5.0長回しについて語ると長くなるのでカット。

2020年2月15日
PCから投稿
鑑賞方法:映画館

 それでもちょっとだけ。必ず出てくるのがロバート・アルトマンの『ザ・プレイヤー』(1992)、ブライアン・デパルマの『スネーク・アイズ』(1998)の名シーンたち。そして、邦画でも『カミュなんて知らない』(200&)ではそれらの長回しのオタクぶりが発揮している。しかし、フィルムカメラの時代も終わり、1巻のリールという制限がなくなったデジタルカメラ時代。2006年には『トゥモロー・ワールド』という作品で「あり得ないカメラワーク」と絶賛されたが、これも仕掛けがあったし、『バードマン』(2014)も編集技術を駆使したワンカットのように見せる映画も登場した。そして今作もよく見ると気絶する部分、川に飛び込む部分でブラックアウトしている。

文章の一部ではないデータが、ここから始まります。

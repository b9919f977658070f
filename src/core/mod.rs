//! Core domain: occupant records, the capacity-bounded registry and the
//! worker pool that runs connection tasks.

pub mod error;
pub mod occupant;
pub mod registry;
pub mod worker_pool;

pub use error::{AppResult, RegistryError};
pub use occupant::{compute_fee, elapsed_hours, Category, OccupantRecord, RateTable};
pub use registry::{Registry, RegistryStatus};
pub use worker_pool::{PoolError, PoolStats, WorkerPool};
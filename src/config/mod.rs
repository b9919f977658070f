//! Configuration models for the server and its worker pool.

pub mod pool;
pub mod server;

pub use pool::WorkerPoolConfig;
pub use server::ServerConfig;
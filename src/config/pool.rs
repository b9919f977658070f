//! Worker pool configuration.

use serde::{Deserialize, Serialize};

/// Default worker thread stack size (2 MiB).
pub const DEFAULT_THREAD_STACK_SIZE: usize = 2 * 1024 * 1024;

/// Configuration for [`WorkerPool`](crate::core::WorkerPool).
#[derive(Debug, Clone, PartialEq, Eq, Serialize, Deserialize)]
#[serde(default)]
pub struct WorkerPoolConfig {
    /// Number of worker threads; defaults to the host's hardware parallelism.
    pub worker_count: usize,
    /// Stack size for each worker thread in bytes.
    pub thread_stack_size: usize,
    /// Worker thread names are `<prefix>-<index>`.
    pub thread_name_prefix: String,
}

impl Default for WorkerPoolConfig {
    fn default() -> Self {
        Self {
            worker_count: num_cpus::get(),
            thread_stack_size: DEFAULT_THREAD_STACK_SIZE,
            thread_name_prefix: "lw-worker".into(),
        }
    }
}

impl WorkerPoolConfig {
    /// Defaults sized to the host.
    #[must_use]
    pub fn new() -> Self {
        Self::default()
    }

    /// Set the number of worker threads.
    #[must_use]
    pub const fn with_worker_count(mut self, worker_count: usize) -> Self {
        self.worker_count = worker_count;
        self
    }

    /// Set the worker stack size in bytes.
    #[must_use]
    pub const fn with_thread_stack_size(mut self, thread_stack_size: usize) -> Self {
        self.thread_stack_size = thread_stack_size;
        self
    }

    /// Set the worker thread name prefix.
    #[must_use]
    pub fn with_thread_name_prefix(mut self, prefix: impl Into<String>) -> Self {
        self.thread_name_prefix = prefix.into();
        self
    }

    /// Validate pool configuration values.
    ///
    /// # Errors
    ///
    /// Returns a description of the first invalid field.
    pub fn validate(&self) -> Result<(), String> {
        if self.worker_count == 0 {
            return Err("worker_count must be greater than 0".into());
        }
        if self.thread_stack_size < 64 * 1024 {
            return Err("thread_stack_size must be at least 64 KiB".into());
        }
        Ok(())
    }
}
//! Assemble registry, router, worker pool and listener from configuration.

use std::sync::Arc;

use crate::config::ServerConfig;
use crate::core::{Registry, WorkerPool};
use crate::runtime::{ConnectionLimiter, ConnectionSettings, Router, Server, ServerError};

/// Build the registry, loading the snapshot when `data_file` is set.
///
/// # Errors
///
/// [`ServerError::Config`] if the configuration does not validate.
pub fn build_registry(cfg: &ServerConfig) -> Result<Registry, ServerError> {
    cfg.validate().map_err(ServerError::Config)?;
    let rates = cfg.rates().map_err(ServerError::Config)?;
    Ok(match &cfg.data_file {
        Some(path) => Registry::open(path, cfg.capacity, rates),
        None => Registry::new(cfg.capacity, rates),
    })
}

/// Build the API router over `registry`.
#[must_use]
pub fn build_router(cfg: &ServerConfig, registry: Arc<Registry>) -> Router {
    let router = Router::new(registry)
        .with_default_wait(cfg.admit_wait())
        .with_max_wait(cfg.max_admit_wait());
    match &cfg.static_dir {
        Some(dir) => router.with_static_dir(dir),
        None => router,
    }
}

/// Build a bound server over an existing registry.
///
/// # Errors
///
/// Configuration, worker pool or bind failures.
pub fn build_server_with(cfg: &ServerConfig, registry: Arc<Registry>) -> Result<Server, ServerError> {
    cfg.validate().map_err(ServerError::Config)?;
    let addr = cfg.socket_addr().map_err(ServerError::Config)?;
    let pool = WorkerPool::new(cfg.pool_config())?;
    Server::bind(
        addr,
        Arc::new(build_router(cfg, registry)),
        pool,
        ConnectionLimiter::new(cfg.max_connections),
        ConnectionSettings::from_config(cfg),
    )
}

/// Build everything from `cfg` and bind the listening socket.
///
/// # Errors
///
/// Configuration, worker pool or bind failures.
pub fn build_server(cfg: &ServerConfig) -> Result<Server, ServerError> {
    let registry = Arc::new(build_registry(cfg)?);
    build_server_with(cfg, registry)
}

#[cfg(test)]
mod tests {
    use super::*;

    fn cfg() -> ServerConfig {
        ServerConfig {
            host: "127.0.0.1".into(),
            port: 0,
            capacity: 4,
            data_file: None,
            worker_count: 2,
            ..ServerConfig::default()
        }
    }

    #[test]
    fn test_build_registry_in_memory() {
        let registry = build_registry(&cfg()).unwrap();
        assert_eq!(registry.capacity(), 4);
        assert!(registry.snapshot_path().is_none());
    }

    #[test]
    fn test_build_registry_rejects_invalid_config() {
        let bad = ServerConfig {
            capacity: 0,
            ..cfg()
        };
        assert!(matches!(build_registry(&bad), Err(ServerError::Config(_))));
    }

    #[test]
    fn test_build_server_binds_ephemeral_port() {
        let server = build_server(&cfg()).unwrap();
        assert_ne!(server.local_addr().unwrap().port(), 0);
        assert_eq!(server.limiter().max_connections(), 256);
    }

    #[test]
    fn test_build_server_bind_failure() {
        let first = build_server(&cfg()).unwrap();
        let taken = ServerConfig {
            port: first.local_addr().unwrap().port(),
            ..cfg()
        };
        assert!(matches!(build_server(&taken), Err(ServerError::Bind { .. })));
    }
}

 日本では三谷幸喜監督もワンシーン・ワンカットにこだわっていて、『有頂天ホテル』(2006)でも試していたし、TVドラマでは『short cut』という2時間近くのものを撮っている(内容はつまらない)。最近では『カメラを止めるな!』がいい例ですが、監督をやり始めると長回し作品を撮りたくなるものなのだろう。単に長回しでも、POVや固定カメラのホラーは含まれてないみたいw

 と、やっぱり長くなってしまいましたが、この『1917』はそんなテクニックなんて忘れてしまうほど壮絶、悲惨、勇敢な戦争を見事に描いてました。ストーリー的にもほんの一兵卒の視点による伝令モノで単純なのだが、彼らに迫る砲火、銃撃、小型機墜落という凄まじいものばかり。息をつく暇もないほど、緊迫感漂う戦争映画です。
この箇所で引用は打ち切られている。